TASK DETAILS
In the records below, which lines include "plain"? Copy them.

STUDY MATERIAL
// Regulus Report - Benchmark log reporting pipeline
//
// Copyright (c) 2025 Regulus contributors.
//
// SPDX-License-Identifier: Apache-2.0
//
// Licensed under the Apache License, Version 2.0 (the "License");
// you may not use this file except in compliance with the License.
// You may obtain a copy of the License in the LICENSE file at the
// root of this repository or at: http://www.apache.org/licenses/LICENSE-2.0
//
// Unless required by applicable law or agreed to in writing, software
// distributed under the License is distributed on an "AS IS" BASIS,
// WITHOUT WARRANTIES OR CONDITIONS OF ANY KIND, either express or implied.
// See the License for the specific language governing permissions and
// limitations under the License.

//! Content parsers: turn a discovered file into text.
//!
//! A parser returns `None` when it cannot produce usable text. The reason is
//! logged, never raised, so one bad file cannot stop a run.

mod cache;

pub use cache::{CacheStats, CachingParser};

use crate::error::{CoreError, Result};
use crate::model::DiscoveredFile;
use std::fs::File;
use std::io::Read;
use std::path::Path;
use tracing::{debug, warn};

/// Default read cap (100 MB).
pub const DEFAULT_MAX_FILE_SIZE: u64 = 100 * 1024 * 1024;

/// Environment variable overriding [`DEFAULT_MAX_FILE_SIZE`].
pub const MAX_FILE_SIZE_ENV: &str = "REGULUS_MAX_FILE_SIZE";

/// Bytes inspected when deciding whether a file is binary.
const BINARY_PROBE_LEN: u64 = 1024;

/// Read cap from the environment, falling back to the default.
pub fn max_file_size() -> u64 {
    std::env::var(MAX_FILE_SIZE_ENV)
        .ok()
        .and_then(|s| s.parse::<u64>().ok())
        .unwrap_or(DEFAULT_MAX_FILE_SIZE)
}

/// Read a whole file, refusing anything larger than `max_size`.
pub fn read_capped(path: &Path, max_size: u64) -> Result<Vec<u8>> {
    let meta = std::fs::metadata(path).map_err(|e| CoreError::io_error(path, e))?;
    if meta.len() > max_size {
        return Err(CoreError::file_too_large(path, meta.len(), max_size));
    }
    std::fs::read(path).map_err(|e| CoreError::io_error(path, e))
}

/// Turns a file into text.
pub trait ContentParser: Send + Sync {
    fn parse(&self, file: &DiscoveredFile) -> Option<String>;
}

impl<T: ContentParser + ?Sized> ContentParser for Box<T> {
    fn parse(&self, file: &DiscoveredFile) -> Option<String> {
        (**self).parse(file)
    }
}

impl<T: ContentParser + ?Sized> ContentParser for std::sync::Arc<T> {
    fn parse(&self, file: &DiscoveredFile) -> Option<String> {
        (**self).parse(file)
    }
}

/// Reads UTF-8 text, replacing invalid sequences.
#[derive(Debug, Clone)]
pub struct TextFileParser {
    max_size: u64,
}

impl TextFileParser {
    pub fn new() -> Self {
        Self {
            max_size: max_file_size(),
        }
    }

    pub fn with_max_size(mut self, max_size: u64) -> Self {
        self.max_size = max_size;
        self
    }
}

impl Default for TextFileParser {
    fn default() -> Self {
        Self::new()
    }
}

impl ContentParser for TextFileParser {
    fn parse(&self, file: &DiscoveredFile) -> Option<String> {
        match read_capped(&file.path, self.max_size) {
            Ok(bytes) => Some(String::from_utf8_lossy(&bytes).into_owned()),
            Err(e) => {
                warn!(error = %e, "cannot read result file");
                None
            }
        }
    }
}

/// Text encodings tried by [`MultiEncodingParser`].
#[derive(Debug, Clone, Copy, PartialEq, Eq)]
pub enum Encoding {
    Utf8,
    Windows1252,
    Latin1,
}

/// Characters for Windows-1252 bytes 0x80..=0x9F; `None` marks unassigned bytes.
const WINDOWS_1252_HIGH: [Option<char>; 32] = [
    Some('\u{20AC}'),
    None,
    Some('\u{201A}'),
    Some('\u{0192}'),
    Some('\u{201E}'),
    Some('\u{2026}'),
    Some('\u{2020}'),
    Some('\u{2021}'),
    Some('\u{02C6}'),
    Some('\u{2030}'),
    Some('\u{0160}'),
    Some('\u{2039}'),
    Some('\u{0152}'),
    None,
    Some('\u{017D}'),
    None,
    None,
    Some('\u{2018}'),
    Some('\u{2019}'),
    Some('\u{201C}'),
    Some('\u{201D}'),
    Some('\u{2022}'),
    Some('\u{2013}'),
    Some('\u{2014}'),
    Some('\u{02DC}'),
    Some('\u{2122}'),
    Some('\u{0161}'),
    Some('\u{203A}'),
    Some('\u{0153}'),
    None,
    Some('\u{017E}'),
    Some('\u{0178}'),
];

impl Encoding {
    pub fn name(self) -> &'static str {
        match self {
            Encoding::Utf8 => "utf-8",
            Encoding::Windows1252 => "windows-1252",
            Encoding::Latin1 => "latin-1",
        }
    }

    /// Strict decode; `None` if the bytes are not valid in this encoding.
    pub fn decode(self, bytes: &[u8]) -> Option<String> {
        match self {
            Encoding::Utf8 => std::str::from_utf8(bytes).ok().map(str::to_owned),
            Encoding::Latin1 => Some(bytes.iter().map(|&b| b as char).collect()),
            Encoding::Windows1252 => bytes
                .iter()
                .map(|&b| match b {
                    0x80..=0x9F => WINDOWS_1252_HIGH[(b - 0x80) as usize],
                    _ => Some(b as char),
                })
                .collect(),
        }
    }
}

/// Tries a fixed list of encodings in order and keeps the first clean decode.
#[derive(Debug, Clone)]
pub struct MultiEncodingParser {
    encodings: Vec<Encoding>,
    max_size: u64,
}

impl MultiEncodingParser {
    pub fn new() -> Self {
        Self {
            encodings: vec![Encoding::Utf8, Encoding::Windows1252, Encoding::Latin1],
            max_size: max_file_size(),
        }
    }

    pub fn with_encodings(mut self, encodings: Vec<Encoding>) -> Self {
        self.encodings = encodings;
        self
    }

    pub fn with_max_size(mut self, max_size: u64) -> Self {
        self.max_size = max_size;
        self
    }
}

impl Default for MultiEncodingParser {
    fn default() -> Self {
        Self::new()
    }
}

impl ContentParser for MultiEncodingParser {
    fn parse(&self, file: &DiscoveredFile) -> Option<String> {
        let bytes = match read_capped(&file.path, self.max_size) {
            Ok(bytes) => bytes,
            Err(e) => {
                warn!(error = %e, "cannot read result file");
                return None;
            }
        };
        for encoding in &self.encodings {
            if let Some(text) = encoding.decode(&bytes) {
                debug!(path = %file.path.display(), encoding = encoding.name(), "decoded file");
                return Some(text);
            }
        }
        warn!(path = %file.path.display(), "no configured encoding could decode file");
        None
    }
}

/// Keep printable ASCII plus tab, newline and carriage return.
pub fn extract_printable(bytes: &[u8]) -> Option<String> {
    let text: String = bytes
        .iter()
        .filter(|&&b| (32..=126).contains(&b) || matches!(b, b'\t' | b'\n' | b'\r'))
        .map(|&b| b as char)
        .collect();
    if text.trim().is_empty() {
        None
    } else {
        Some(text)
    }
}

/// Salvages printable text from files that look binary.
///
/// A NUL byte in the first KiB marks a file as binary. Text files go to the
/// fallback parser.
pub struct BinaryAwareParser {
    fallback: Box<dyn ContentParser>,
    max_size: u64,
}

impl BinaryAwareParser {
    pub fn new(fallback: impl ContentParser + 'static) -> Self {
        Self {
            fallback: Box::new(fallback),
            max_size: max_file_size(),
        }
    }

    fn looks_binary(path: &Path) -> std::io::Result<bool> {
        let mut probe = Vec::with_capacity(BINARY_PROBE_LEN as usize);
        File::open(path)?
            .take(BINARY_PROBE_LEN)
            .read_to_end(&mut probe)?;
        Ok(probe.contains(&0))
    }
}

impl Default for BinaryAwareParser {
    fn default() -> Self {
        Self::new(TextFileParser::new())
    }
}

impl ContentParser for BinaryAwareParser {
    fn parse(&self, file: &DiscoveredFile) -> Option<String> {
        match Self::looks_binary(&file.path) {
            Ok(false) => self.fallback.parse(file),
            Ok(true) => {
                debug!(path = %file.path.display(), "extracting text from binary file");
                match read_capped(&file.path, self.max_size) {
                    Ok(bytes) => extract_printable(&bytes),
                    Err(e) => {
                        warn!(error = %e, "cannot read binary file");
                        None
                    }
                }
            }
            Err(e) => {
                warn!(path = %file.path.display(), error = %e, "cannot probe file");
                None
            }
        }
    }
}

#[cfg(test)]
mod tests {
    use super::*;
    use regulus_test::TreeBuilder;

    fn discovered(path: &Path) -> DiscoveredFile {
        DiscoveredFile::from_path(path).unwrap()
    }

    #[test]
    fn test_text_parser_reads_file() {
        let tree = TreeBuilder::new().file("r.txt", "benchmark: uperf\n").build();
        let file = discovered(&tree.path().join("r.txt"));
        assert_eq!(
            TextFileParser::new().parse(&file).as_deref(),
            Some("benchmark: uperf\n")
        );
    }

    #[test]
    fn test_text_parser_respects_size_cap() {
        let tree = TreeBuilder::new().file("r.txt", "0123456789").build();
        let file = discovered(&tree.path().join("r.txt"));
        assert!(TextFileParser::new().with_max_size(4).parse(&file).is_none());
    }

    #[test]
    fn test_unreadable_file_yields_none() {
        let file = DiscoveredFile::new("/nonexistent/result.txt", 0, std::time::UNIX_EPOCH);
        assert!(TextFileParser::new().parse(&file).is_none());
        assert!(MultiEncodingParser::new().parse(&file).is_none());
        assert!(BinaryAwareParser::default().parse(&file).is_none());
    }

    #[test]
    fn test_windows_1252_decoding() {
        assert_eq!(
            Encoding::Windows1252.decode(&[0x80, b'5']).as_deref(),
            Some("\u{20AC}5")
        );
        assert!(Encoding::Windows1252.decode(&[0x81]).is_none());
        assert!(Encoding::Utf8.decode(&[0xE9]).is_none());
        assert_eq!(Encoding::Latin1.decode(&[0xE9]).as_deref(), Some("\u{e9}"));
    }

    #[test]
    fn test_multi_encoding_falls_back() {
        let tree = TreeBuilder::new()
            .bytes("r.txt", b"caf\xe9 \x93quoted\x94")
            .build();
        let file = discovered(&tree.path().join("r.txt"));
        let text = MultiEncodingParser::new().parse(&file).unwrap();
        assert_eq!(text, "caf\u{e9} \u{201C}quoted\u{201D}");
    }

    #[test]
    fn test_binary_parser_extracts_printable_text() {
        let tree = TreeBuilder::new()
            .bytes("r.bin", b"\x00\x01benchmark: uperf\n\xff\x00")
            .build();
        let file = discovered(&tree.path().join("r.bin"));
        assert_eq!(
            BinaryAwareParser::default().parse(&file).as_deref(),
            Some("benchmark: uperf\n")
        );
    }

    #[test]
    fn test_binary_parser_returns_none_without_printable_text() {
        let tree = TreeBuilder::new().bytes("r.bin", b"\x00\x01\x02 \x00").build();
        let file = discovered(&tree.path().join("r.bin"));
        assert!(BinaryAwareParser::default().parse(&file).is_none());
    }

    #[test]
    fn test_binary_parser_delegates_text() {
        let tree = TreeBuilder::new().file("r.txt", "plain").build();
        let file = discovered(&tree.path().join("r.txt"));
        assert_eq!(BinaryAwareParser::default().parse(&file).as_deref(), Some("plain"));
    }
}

OUTPUT OF THE EXERCISE
        let tree = TreeBuilder::new().file("r.txt", "plain").build();
        assert_eq!(BinaryAwareParser::default().parse(&file).as_deref(), Some("plain"));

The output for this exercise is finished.